Requirements for Controlled Vocabularies

16/04/2013

Section 9 includes a table with several controlled vocabularies that MUST be used for the listed properties, but most of them are not dereferencable (some don't have public URIs and others always return 404). This issue has also be raised in relation to EUROVOC https://joinup.ec.europa.eu/asset/dcat_application_profile/issue/eurovo…, but IMO should be extended to every required vocabulary.

We may need to stablish some minimal requirements for a controlled vocabulary to be propossed as a MUST use, e.g.:

- Openly licensed.

- Dereferencable.

- Operated/maintained by official EU bodies or institutions or otherwise by any recognised standardisation body, etc (see also https://joinup.ec.europa.eu/asset/dcat_application_profile/issue/regist…).

- ... others?

Once we have the minimal requirements we may need to revisit this list and take the proper actions to replace, downgrade (not required) or try to improve several of the vocabularies. 

 

(See also https://joinup.ec.europa.eu/discussion/controlled-vocabulary-requirement-version)

 

 

Component

Documentation

Category

Controlled vocabulary

Comments

Wed, 17/04/2013 - 22:07

I agree with the criteria listed above (see also the 45+ CAMSS assessment criteria ). Of course, the controlled vocabulary must in the first place suit our basic use case: to allow for a cross-portal search for governmental data sets. I think this also means that controlled vocabularies must meet the following basic requirements for search taxonomies

  • Provide overview: catagorise a huge collection of datasets (e.g. a metadata broker could easily collect more than 100K datasets from EU data portals) into a small number of (hierarchically structured) categories;
  • Easy to use: a small number of simple terms that everybody can understand and use as part of, for example, a faceted search;
  • Multilingual: ideally, the categories already have multi-lingual labels in all 23 official languages of the EU;
  • Complete: ideally each dataset can be categorised in at least one group (but no catch-all category should be allowed); 
  • Mutually exclusive: ideally, no dataset should pertain to two groups;
  • Uniformely distributed: in a normal population of datasets, there are no categories that have a disproportionately large number of datasets.
  • ...

​I hope that we will be able to reuse some of the controlled vocabularies that are currently used on open data portals. See also this ticket:

http://joinup.ec.europa.eu/discussion/which-vocabularies-are-used-your-data-portal

 

 

 

Thu, 18/04/2013 - 07:42

Version should be mandatory.

Mon, 22/04/2013 - 09:27

Could we clarify what openly license means?

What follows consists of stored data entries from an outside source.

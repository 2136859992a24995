use bevy::prelude::*;

use super::{EdgeId, GraphEdge, GraphNode, NodeId, TrackGraph, TrackGraphError};
use crate::curve::{arc_end_point, flat, ArcDirection, CurveDefinition, FALLBACK_TANGENT};

/// Lays track piece by piece from a moving cursor, the way a layout editor
/// snaps sectional track together.
///
/// Arc end nodes are computed with the same geometry the sampler uses, so
/// every arc built here closes exactly on its declared end node.
#[derive(Debug, Clone)]
pub struct TrackLayoutBuilder {
    nodes: Vec<GraphNode>,
    edges: Vec<GraphEdge>,
    cursor: NodeId,
    heading: Vec3,
    next_node_id: u32,
    next_edge_id: u32,
}

impl TrackLayoutBuilder {
    /// Start a layout at `origin`, facing `heading` (projected to horizontal).
    pub fn new(origin: Vec3, heading: Vec3) -> Self {
        let heading = flat(heading)
            .try_normalize()
            .map(|h| Vec3::new(h.x, 0.0, h.y))
            .unwrap_or(FALLBACK_TANGENT);
        Self {
            nodes: vec![GraphNode {
                id: NodeId(0),
                position: origin,
            }],
            edges: Vec::new(),
            cursor: NodeId(0),
            heading,
            next_node_id: 1,
            next_edge_id: 0,
        }
    }

    pub fn cursor_node(&self) -> NodeId {
        self.cursor
    }

    pub fn heading(&self) -> Vec3 {
        self.heading
    }

    pub fn cursor_position(&self) -> Vec3 {
        self.position_of(self.cursor)
    }

    fn position_of(&self, id: NodeId) -> Vec3 {
        self.nodes
            .iter()
            .find(|n| n.id == id)
            .map(|n| n.position)
            .unwrap_or(Vec3::ZERO)
    }

    fn push_piece(&mut self, end: Vec3, heading: Vec3, curve: CurveDefinition) -> EdgeId {
        let end_id = NodeId(self.next_node_id);
        self.next_node_id += 1;
        self.nodes.push(GraphNode {
            id: end_id,
            position: end,
        });

        let id = EdgeId(self.next_edge_id);
        self.next_edge_id += 1;
        self.edges.push(GraphEdge {
            id,
            from: self.cursor,
            to: end_id,
            curve,
        });

        self.cursor = end_id;
        self.heading = heading;
        id
    }

    /// Append a straight piece of `length` along the current heading.
    pub fn straight(&mut self, length: f32) -> EdgeId {
        let end = self.cursor_position() + self.heading * length;
        self.push_piece(end, self.heading, CurveDefinition::Straight)
    }

    /// Append a straight piece that also climbs by `rise`.
    pub fn straight_with_rise(&mut self, length: f32, rise: f32) -> EdgeId {
        let end = self.cursor_position() + self.heading * length + Vec3::Y * rise;
        self.push_piece(end, self.heading, CurveDefinition::Straight)
    }

    /// Append an arc piece turning in `direction`.
    pub fn arc(&mut self, radius: f32, sweep_angle_deg: f32, direction: ArcDirection) -> EdgeId {
        let (end, heading) = arc_end_point(
            self.cursor_position(),
            self.heading,
            radius,
            sweep_angle_deg,
            direction,
            0.0,
        );
        self.push_piece(
            end,
            heading,
            CurveDefinition::Arc {
                radius,
                sweep_angle_deg,
                direction,
            },
        )
    }

    /// Move the cursor back to an existing node, e.g. to lay a branch.
    /// Returns false if the node does not exist.
    pub fn jump_to(&mut self, node: NodeId, heading: Vec3) -> bool {
        if !self.nodes.iter().any(|n| n.id == node) {
            return false;
        }
        self.cursor = node;
        if let Some(h) = flat(heading).try_normalize() {
            self.heading = Vec3::new(h.x, 0.0, h.y);
        }
        true
    }

    pub fn build(self) -> Result<TrackGraph, TrackGraphError> {
        TrackGraph::new(self.nodes, self.edges)
    }
}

SKOS-HASSET is I think an importtant one to include but is does require a license which can be obtained upon request (http://www.data-archive.ac.uk/find/hasset-thesaurus/hasset-licence). Here is the rationale behind this decision the decision to license it: http://hassetukda.wordpress.com/2012/11/28/licensing-for-skos-hasset-wp…

 

 

Mon, 22/04/2013 - 11:47

Good question: what does openly licensed mean?

From a practical perspective the following three conditions should at least hold:

- anyone can search the vocabulary to find terms that they want to use in their instance metadata without the need to sign a licence agreement;

--> if it is difficult for people to find out what the terms are, then people will not use the vocabulary

- anyone can include the URIs of the terms in the vocabulary in instance metadata without restrictions and without the need to sign a licence agreement;

--> if there are restrictions for use of the URI, you can't use the terms

- anyone who receives such data should be able to follow the link to the term and get information about what the term means (including at least all labels and descriptions) again without signing licence agreements.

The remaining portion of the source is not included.